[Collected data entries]
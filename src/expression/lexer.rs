use crate::expression::error::ExprError;

#[derive(Debug, Clone, Copy, PartialEq, Eq)]
pub(crate) struct Span {
    pub(crate) start: usize,
    pub(crate) end: usize,
}

#[derive(Debug, Clone, PartialEq)]
pub(crate) struct Token {
    pub(crate) kind: TokenKind,
    pub(crate) span: Span,
}

#[derive(Debug, Clone, PartialEq)]
pub(crate) enum TokenKind {
    Ident(String),
    Number(f64),

    LParen,
    RParen,
    Comma,

    Plus,
    Minus,
    Star,
    Slash,
    Percent,

    Eof,
}

pub(crate) fn lex(input: &str) -> Result<Vec<Token>, ExprError> {
    let mut out = Vec::new();
    let bytes = input.as_bytes();
    let mut i = 0usize;

    while i < bytes.len() {
        let c = bytes[i] as char;
        if c.is_whitespace() {
            i += 1;
            continue;
        }

        let start = i;

        // Number: [0-9]+(.[0-9]*)?([eE][+-]?[0-9]+)? or .[0-9]+([eE][+-]?[0-9]+)?
        if c.is_ascii_digit()
            || (c == '.' && i + 1 < bytes.len() && (bytes[i + 1] as char).is_ascii_digit())
        {
            while i < bytes.len() && (bytes[i] as char).is_ascii_digit() {
                i += 1;
            }
            if i < bytes.len() && (bytes[i] as char) == '.' {
                i += 1;
                while i < bytes.len() && (bytes[i] as char).is_ascii_digit() {
                    i += 1;
                }
            }

            if i < bytes.len() && matches!(bytes[i] as char, 'e' | 'E') {
                let e_pos = i;
                i += 1;
                if i < bytes.len() && matches!(bytes[i] as char, '+' | '-') {
                    i += 1;
                }
                let exp_start = i;
                while i < bytes.len() && (bytes[i] as char).is_ascii_digit() {
                    i += 1;
                }
                if exp_start == i {
                    return Err(ExprError::new(
                        e_pos,
                        "invalid number exponent (expected digits)",
                    ));
                }
            }

            let s = &input[start..i];
            let v: f64 = s
                .parse()
                .map_err(|_| ExprError::new(start, format!("invalid number \"{s}\"")))?;
            out.push(Token {
                kind: TokenKind::Number(v),
                span: Span { start, end: i },
            });
            continue;
        }

        if c.is_ascii_alphabetic() || c == '_' {
            i += 1;
            while i < bytes.len() {
                let ch = bytes[i] as char;
                if ch.is_ascii_alphanumeric() || ch == '_' {
                    i += 1;
                } else {
                    break;
                }
            }
            out.push(Token {
                kind: TokenKind::Ident(input[start..i].to_owned()),
                span: Span { start, end: i },
            });
            continue;
        }

        let kind = match c {
            '(' => TokenKind::LParen,
            ')' => TokenKind::RParen,
            ',' => TokenKind::Comma,
            '+' => TokenKind::Plus,
            '-' => TokenKind::Minus,
            '*' => TokenKind::Star,
            '/' => TokenKind::Slash,
            '%' => TokenKind::Percent,
            _ => {
                return Err(ExprError::new(start, format!("unexpected character '{c}'")));
            }
        };
        i += 1;
        out.push(Token {
            kind,
            span: Span { start, end: i },
        });
    }

    out.push(Token {
        kind: TokenKind::Eof,
        span: Span {
            start: input.len(),
            end: input.len(),
        },
    });

    Ok(out)
}
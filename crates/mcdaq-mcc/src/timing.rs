//! Acquisition start epoch.

/// Timestamp pair captured immediately before and after the driver's
/// background-scan start call.
///
/// `post_start` is the epoch all relative sample offsets are measured
/// from; `post_start - pre_start` bounds the timing uncertainty of that
/// epoch and is reported as the confidence interval on every derived
/// event.
#[derive(Debug, Clone, Copy, Default, PartialEq)]
pub struct AcquisitionEpoch {
    pub pre_start: f64,
    pub post_start: f64,
}

impl AcquisitionEpoch {
    pub fn new(pre_start: f64, post_start: f64) -> Self {
        Self {
            pre_start,
            post_start,
        }
    }

    /// Maximum timing uncertainty of the epoch.
    pub fn confidence_interval(&self) -> f64 {
        self.post_start - self.pre_start
    }

    /// Reset to `(0.0, 0.0)`, e.g. when acquisition stops.
    pub fn clear(&mut self) {
        *self = Self::default();
    }

    pub fn is_cleared(&self) -> bool {
        self.pre_start == 0.0 && self.post_start == 0.0
    }
}

#[cfg(test)]
mod tests {
    use super::*;

    #[test]
    fn confidence_interval_is_capture_window() {
        let epoch = AcquisitionEpoch::new(99.998, 100.0);
        assert!((epoch.confidence_interval() - 0.002).abs() < 1e-12);
    }

    #[test]
    fn clear_resets_to_zero_pair() {
        let mut epoch = AcquisitionEpoch::new(1.0, 2.0);
        assert!(!epoch.is_cleared());
        epoch.clear();
        assert!(epoch.is_cleared());
        assert_eq!(epoch, AcquisitionEpoch::default());
    }
}
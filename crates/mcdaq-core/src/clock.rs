//! Process time source capability.

use std::time::Instant;

/// Monotonic wall-clock source measured in floating-point seconds.
///
/// All event timing fields (logged time, epoch pre/post, hub time) are
/// expressed on this timebase. Injected so tests can drive time by
/// hand.
pub trait Clock: Send + Sync {
    /// Current time in seconds.
    fn now(&self) -> f64;
}

/// Clock backed by [`Instant`], reporting seconds since construction.
#[derive(Debug)]
pub struct SystemClock {
    origin: Instant,
}

impl SystemClock {
    pub fn new() -> Self {
        Self {
            origin: Instant::now(),
        }
    }
}

impl Default for SystemClock {
    fn default() -> Self {
        Self::new()
    }
}

impl Clock for SystemClock {
    fn now(&self) -> f64 {
        self.origin.elapsed().as_secs_f64()
    }
}

#[cfg(test)]
mod tests {
    use super::*;

    #[test]
    fn system_clock_is_monotonic() {
        let clock = SystemClock::new();
        let a = clock.now();
        let b = clock.now();
        assert!(b >= a);
    }
}
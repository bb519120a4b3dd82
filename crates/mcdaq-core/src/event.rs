//! Reconstructed acquisition events and the event-id source.

use std::sync::atomic::{AtomicU64, Ordering};

/// Number of analog channels sampled per round-robin group.
///
/// The hardware scan always covers one full group per logical sample,
/// regardless of the monitored subset.
pub const READ_CHANNELS_PER_GROUP: usize = 8;

/// One reconstructed multi-channel sample group from a continuous scan.
///
/// Produced from exactly one contiguous run of `READ_CHANNELS_PER_GROUP`
/// buffer slots sharing the same sequence index. Immutable once built.
#[derive(Debug, Clone, PartialEq)]
pub struct MultiChannelEvent {
    /// Board id of the originating device.
    pub device_id: u32,
    /// Process-wide monotonic event id.
    pub event_id: u64,
    /// Logical multi-channel sample number since acquisition start.
    pub sequence_index: u64,
    /// Wall-clock time at which the producing poll observed the data.
    pub logged_time: f64,
    /// Sample time derived from the sequence index and the start epoch.
    pub hub_time: f64,
    /// Timing uncertainty of the start epoch (post - pre).
    pub confidence_interval: f64,
    /// `logged_time - hub_time`.
    pub delay: f64,
    /// Raw values for the full channel group, in physical channel order.
    pub values: [f64; READ_CHANNELS_PER_GROUP],
}

/// One single-channel reading from sequential (per-channel) polling.
///
/// Emitted only on value change or first read of the channel.
#[derive(Debug, Clone, PartialEq)]
pub struct SingleChannelEvent {
    pub device_id: u32,
    pub event_id: u64,
    /// Logical channel name (`AI_0`, ...).
    pub channel_name: String,
    pub logged_time: f64,
    /// `logged_time - delay`: the estimated moment of conversion.
    pub hub_time: f64,
    /// Interval since the previous read of this channel (0.0 on first).
    pub confidence_interval: f64,
    /// Duration of the blocking driver read that produced the value.
    pub delay: f64,
    pub float_value: f64,
    pub int_value: i64,
}

/// Any event the engine can hand to a sink.
#[derive(Debug, Clone, PartialEq)]
pub enum DaqEvent {
    MultiChannel(MultiChannelEvent),
    SingleChannel(SingleChannelEvent),
}

impl DaqEvent {
    /// Monotonic event id, whichever the variant.
    pub fn event_id(&self) -> u64 {
        match self {
            DaqEvent::MultiChannel(e) => e.event_id,
            DaqEvent::SingleChannel(e) => e.event_id,
        }
    }
}

/// Process-wide unique event id source.
pub trait EventIdSource: Send + Sync {
    /// Next id. Must be strictly increasing per source.
    fn next_id(&self) -> u64;
}

/// Atomic counter id source, starting at 1.
#[derive(Debug)]
pub struct AtomicEventIds {
    next: AtomicU64,
}

impl AtomicEventIds {
    pub fn new() -> Self {
        Self {
            next: AtomicU64::new(1),
        }
    }
}

impl Default for AtomicEventIds {
    fn default() -> Self {
        Self::new()
    }
}

impl EventIdSource for AtomicEventIds {
    fn next_id(&self) -> u64 {
        self.next.fetch_add(1, Ordering::SeqCst)
    }
}

#[cfg(test)]
mod tests {
    use super::*;

    #[test]
    fn atomic_ids_are_strictly_increasing() {
        let ids = AtomicEventIds::new();
        let a = ids.next_id();
        let b = ids.next_id();
        let c = ids.next_id();
        assert!(a < b && b < c);
        assert_eq!(a, 1);
    }
}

> Task details
Using the data above, copy each line that contains "return".

> Answer section
                    return Err(ExprError::new(
                return Err(ExprError::new(start, format!("unexpected character '{c}'")));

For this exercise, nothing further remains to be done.